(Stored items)
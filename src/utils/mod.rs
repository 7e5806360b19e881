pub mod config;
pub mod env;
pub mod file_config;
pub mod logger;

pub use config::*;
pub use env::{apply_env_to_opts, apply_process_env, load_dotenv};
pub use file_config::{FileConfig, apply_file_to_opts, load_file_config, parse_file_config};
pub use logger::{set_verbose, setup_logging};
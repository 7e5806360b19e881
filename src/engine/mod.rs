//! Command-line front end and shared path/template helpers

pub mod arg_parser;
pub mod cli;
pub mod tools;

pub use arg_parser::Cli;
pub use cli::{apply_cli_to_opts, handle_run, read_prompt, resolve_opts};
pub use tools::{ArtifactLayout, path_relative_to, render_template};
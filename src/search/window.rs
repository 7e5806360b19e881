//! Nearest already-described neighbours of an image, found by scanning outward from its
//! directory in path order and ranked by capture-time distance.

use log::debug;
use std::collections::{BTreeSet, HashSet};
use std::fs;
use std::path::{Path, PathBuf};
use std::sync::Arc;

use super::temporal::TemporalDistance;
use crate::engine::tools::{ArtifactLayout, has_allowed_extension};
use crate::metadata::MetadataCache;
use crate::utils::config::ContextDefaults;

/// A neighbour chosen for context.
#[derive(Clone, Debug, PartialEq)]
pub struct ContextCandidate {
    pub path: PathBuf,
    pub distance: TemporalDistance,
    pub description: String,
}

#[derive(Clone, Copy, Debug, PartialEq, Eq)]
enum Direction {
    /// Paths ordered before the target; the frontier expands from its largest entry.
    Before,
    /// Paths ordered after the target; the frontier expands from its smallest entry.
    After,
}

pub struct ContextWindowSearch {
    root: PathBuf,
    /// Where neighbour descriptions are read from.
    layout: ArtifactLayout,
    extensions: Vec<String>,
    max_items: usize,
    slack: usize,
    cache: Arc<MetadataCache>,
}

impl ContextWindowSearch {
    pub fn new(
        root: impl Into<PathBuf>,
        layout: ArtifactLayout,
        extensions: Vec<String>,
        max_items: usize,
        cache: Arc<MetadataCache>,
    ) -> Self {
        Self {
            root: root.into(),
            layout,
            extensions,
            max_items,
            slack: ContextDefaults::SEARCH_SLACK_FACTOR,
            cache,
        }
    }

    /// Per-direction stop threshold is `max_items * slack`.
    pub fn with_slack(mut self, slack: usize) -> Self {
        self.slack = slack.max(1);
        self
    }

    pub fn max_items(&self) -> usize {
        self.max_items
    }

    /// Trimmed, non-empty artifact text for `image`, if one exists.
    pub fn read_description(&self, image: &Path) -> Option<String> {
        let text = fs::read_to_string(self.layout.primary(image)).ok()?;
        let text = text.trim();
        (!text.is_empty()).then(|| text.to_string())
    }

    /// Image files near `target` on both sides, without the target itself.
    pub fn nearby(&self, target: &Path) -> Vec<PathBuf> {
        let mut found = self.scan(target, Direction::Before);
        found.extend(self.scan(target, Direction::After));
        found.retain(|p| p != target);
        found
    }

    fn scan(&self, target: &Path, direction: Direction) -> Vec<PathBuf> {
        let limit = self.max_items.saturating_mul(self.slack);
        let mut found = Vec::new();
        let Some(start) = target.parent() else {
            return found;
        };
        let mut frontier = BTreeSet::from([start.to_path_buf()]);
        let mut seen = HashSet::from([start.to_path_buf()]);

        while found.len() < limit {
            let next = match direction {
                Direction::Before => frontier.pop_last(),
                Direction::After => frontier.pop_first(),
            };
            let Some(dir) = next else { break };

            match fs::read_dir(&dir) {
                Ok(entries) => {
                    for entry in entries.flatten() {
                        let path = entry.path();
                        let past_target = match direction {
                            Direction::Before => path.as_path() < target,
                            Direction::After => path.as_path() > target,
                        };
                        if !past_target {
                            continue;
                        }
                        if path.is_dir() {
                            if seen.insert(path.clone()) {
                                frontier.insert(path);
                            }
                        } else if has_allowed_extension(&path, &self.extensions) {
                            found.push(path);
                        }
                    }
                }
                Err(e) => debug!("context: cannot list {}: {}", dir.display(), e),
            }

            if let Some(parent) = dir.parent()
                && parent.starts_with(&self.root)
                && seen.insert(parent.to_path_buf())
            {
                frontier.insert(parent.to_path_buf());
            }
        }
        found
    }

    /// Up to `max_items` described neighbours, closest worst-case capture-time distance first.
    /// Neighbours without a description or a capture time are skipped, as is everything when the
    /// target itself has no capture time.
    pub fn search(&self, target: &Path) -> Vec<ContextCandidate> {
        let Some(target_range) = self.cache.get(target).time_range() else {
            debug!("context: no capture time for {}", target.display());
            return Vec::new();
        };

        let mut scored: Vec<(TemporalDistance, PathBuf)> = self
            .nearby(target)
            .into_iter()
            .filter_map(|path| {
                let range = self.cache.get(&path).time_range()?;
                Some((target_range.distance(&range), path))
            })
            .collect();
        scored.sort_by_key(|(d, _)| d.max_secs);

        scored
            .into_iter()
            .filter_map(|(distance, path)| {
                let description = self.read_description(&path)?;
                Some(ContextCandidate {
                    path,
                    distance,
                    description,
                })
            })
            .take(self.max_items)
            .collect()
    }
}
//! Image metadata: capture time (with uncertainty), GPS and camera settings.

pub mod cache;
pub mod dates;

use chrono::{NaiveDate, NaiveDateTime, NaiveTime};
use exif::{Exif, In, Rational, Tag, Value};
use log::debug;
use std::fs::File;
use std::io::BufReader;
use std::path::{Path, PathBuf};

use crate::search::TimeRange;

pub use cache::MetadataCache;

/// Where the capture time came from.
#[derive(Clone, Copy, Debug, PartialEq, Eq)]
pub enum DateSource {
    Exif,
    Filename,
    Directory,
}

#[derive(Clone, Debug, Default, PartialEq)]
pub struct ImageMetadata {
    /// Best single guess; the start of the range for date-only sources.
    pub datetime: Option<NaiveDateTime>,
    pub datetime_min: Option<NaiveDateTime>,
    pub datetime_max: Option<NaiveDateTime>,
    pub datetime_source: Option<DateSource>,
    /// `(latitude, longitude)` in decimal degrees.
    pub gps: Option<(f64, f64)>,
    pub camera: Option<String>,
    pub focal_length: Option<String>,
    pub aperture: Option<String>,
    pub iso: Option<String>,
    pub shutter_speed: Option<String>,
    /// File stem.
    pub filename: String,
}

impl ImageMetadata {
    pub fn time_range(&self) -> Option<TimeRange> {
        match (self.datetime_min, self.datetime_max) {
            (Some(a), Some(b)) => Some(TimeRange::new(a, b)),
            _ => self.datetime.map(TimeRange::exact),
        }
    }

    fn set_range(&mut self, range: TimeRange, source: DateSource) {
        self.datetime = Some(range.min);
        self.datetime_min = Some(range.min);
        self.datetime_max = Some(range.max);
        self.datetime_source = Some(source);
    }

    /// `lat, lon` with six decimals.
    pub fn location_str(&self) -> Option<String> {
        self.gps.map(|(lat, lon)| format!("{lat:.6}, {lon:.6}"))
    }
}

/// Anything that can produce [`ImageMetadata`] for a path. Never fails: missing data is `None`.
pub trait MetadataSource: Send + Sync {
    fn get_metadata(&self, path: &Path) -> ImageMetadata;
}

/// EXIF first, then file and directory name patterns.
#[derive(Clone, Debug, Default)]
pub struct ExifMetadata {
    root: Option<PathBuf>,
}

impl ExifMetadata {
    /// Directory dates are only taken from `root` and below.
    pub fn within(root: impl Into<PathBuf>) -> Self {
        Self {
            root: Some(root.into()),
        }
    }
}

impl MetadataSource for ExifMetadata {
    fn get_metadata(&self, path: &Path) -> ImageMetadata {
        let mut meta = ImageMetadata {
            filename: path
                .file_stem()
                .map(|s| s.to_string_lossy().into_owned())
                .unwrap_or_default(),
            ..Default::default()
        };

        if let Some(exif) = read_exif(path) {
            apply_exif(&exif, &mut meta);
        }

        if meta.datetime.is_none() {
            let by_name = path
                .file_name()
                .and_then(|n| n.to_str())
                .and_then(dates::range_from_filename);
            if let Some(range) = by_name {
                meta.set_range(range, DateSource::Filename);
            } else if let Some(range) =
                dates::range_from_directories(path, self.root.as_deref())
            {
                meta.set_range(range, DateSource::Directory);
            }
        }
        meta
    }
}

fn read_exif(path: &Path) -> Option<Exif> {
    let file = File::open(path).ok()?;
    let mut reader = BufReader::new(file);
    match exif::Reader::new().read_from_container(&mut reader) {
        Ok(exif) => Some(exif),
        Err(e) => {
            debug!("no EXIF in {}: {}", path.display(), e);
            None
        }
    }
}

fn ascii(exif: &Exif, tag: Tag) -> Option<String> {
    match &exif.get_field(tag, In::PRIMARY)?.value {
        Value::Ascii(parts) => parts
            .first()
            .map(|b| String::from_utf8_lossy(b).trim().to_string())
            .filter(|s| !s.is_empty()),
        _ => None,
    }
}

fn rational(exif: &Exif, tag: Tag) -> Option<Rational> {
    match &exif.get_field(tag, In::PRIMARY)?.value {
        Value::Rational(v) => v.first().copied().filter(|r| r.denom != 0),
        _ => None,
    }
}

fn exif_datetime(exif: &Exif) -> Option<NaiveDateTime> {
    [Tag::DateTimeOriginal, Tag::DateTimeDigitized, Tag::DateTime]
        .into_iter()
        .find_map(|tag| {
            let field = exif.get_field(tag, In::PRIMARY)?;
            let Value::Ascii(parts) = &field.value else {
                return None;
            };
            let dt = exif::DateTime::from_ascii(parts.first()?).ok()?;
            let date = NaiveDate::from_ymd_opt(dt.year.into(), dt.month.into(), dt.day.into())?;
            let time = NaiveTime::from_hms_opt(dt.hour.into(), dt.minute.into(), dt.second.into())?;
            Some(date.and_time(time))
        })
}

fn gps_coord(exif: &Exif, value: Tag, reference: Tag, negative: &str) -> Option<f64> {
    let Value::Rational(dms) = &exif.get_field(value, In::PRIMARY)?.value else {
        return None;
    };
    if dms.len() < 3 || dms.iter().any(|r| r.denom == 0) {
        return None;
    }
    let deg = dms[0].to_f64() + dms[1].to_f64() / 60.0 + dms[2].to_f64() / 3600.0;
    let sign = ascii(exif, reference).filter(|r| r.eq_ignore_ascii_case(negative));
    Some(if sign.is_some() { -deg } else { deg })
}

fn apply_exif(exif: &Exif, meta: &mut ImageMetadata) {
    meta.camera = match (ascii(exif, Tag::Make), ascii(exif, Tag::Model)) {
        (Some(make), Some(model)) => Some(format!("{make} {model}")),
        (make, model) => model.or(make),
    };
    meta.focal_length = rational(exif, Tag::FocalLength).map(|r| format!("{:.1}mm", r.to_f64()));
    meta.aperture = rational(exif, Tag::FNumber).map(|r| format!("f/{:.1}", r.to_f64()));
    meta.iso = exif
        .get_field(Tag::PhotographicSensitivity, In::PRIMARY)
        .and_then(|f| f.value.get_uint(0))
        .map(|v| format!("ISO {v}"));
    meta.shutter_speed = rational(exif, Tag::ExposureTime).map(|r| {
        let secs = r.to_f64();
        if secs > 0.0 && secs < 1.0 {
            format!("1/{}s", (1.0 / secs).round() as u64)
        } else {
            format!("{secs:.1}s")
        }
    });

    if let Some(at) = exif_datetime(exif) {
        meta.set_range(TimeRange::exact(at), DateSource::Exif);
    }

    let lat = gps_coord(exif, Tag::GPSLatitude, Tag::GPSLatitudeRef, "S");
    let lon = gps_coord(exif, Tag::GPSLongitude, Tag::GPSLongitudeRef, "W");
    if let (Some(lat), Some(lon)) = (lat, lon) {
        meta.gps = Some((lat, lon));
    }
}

▶ _Your goal_:
A word-for-word copy of the entries, from the first line through the line containing "use super::temporal::TemporalDistance;", is the whole answer.

▶ _Response for this exercise_:
filename src/utils/mod.rs
repository 7e5806360b19e881
pub mod config;
pub mod env;
pub mod file_config;
pub mod logger;

pub use config::*;
pub use env::{apply_env_to_opts, apply_process_env, load_dotenv};
pub use file_config::{FileConfig, apply_file_to_opts, load_file_config, parse_file_config};
pub use logger::{set_verbose, setup_logging};
repository 7e5806360b19e881
filename src/engine/mod.rs
//! Command-line front end and shared path/template helpers

pub mod arg_parser;
pub mod cli;
pub mod tools;

pub use arg_parser::Cli;
pub use cli::{apply_cli_to_opts, handle_run, read_prompt, resolve_opts};
pub use tools::{ArtifactLayout, path_relative_to, render_template};
filename src/search/window.rs
repository 7e5806360b19e881
//! Nearest already-described neighbours of an image, found by scanning outward from its
//! directory in path order and ranked by capture-time distance.

use log::debug;
use std::collections::{BTreeSet, HashSet};
use std::fs;
use std::path::{Path, PathBuf};
use std::sync::Arc;

use super::temporal::TemporalDistance;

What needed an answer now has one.